With all that in mind, we are talking about explosions, however controlled they may be. Luckily, some of the greatest mining safety tools also promote efficiency. According to a study by the Department of Mining Engineering at the Federal University of Technology in Akure, Nigeria, to protect workers from inefficiency, as well as safety hazards like fly rocks, miners should pay closer attention to rockmass and blast parameters. Just as a well-executed fragmentation sets up workers for ideal extraction conditions, a comprehensive assessment of rock density and placement of explosives enhance the effectiveness of the fragmentation. Additionally, competent adjustments to blast hole diameters and borehole depth reduces overburden and minimizes extraneous equipment use, which again, cuts down on energy, wear-and-tear, and time spent on-site that detracts from extraction.

When an occupation includes handling high explosives as part of the job description, it can feel as though a piece of everyday operations will be left to chance. However, mining professionals know that’s far from the truth. Businesses can takes steps toward calibrating their fragmentation, fine tuning it until it maximizes production and mining safety.

“Without ample attention paid to communication services, miners and engineers can lose productivity and decrease mining safety.”

Signal strength
Communication in the mining industry remains a multifaceted issue with a variety of considerations. Mining is one of the rare instances of workers performing 12 to 14 hour shifts over many consecutive days. In this business model, foremen and managers get the most out of their teams, which keeps production moving and on quota. That said, without ample attention paid to communication services, miners and engineers can lose productivity and the resources they need to stay safe.

Network communication provider Globecomm broke down mining communication into two basic hemispheres: reachback and mine site communication. Reachback communication connects the quarry with the outside world via telecommunications and Internet, typically used as a means for connecting “boots on the ground” with headquarters. However, as the Internet continues to grow in popularity as a source of entertainment, a reliable Wi-Fi or wired connection for workers to use during downtime keeps spirits high after intense physical labor. Moreover, during the workday, reliable web services and telecommunications also allow miners to perform research, supplying them with the information they need to do their jobs safely and efficiently.

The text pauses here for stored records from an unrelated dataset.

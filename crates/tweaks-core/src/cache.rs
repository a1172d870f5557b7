//! Memo of prior resolutions, keyed by feature then variable

use std::collections::HashMap;

use crate::tweak::Tweak;

/// A resolved tweak together with the provider that first contributed it.
#[derive(Debug, Clone, PartialEq)]
pub struct CachedTweak {
    pub tweak: Tweak,
    /// Name of the highest-priority provider that matched. Diagnostic only.
    pub source: String,
}

/// Two-level map from (feature, variable) to the last resolution.
///
/// Entries are only ever discarded all at once. Each wholesale clear bumps
/// the generation so that a resolution computed against an older generation
/// can be recognized and dropped instead of stored.
#[derive(Debug, Default)]
pub struct ResolutionCache {
    entries: HashMap<String, HashMap<String, CachedTweak>>,
    generation: u64,
}

impl ResolutionCache {
    pub fn new() -> Self {
        Self::default()
    }

    pub fn get(&self, feature: &str, variable: &str) -> Option<&CachedTweak> {
        self.entries.get(feature)?.get(variable)
    }

    /// Store a resolution computed during `generation`.
    ///
    /// Returns false (and stores nothing) if the cache was cleared since.
    pub fn insert(
        &mut self,
        generation: u64,
        feature: &str,
        variable: &str,
        entry: CachedTweak,
    ) -> bool {
        if generation != self.generation {
            return false;
        }
        self.entries
            .entry(feature.to_string())
            .or_default()
            .insert(variable.to_string(), entry);
        true
    }

    /// Drop every entry.
    pub fn clear(&mut self) {
        self.entries.clear();
        self.generation = self.generation.wrapping_add(1);
    }

    pub fn generation(&self) -> u64 {
        self.generation
    }

    /// Total number of cached (feature, variable) entries.
    pub fn len(&self) -> usize {
        self.entries.values().map(HashMap::len).sum()
    }

    pub fn is_empty(&self) -> bool {
        self.len() == 0
    }
}

#[cfg(test)]
mod tests {
    use super::*;

    fn entry(variable: &str) -> CachedTweak {
        CachedTweak {
            tweak: Tweak::new(variable).with_value(true),
            source: "memory".to_string(),
        }
    }

    #[test]
    fn test_insert_and_get() {
        let mut cache = ResolutionCache::new();
        let generation = cache.generation();

        assert!(cache.insert(generation, "general", "greet", entry("greet")));

        let cached = cache.get("general", "greet").unwrap();
        assert_eq!(cached.source, "memory");
        assert!(cache.get("general", "other").is_none());
        assert!(cache.get("other", "greet").is_none());
    }

    #[test]
    fn test_same_variable_in_two_features() {
        let mut cache = ResolutionCache::new();
        let generation = cache.generation();
        cache.insert(generation, "a", "v", entry("v"));
        cache.insert(generation, "b", "v", entry("v"));

        assert_eq!(cache.len(), 2);
    }

    #[test]
    fn test_clear_discards_everything() {
        let mut cache = ResolutionCache::new();
        let generation = cache.generation();
        cache.insert(generation, "a", "x", entry("x"));
        cache.insert(generation, "b", "y", entry("y"));

        cache.clear();

        assert!(cache.is_empty());
        assert!(cache.get("a", "x").is_none());
    }

    #[test]
    fn test_stale_generation_is_rejected() {
        let mut cache = ResolutionCache::new();
        let stale = cache.generation();
        cache.clear();

        assert!(!cache.insert(stale, "a", "x", entry("x")));
        assert!(cache.is_empty());
    }
}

To that same end, high-quality communication between workers can not only keep continuous processes in full swing, but at a blast site that uses explosives and industrial equipment to rend solid rock, it can also save lives in an industry. Workers should always have a reliable channel of communication to prevent accidental injuries. Additionally, as mining technology continues to advance, companies will also begin integrating more data-powered machinery, which will also require a strong network connection on which to transmit information.

Foremen, miners and engineers understand mining safety is not an option in their line of work, but a necessity, one that doesn’t have to be leveraged against filling orders on time and at allocation. By employing mining safety measures as a means to highlight areas of operation in need of an efficiency boost, these workers can have the best of both worlds.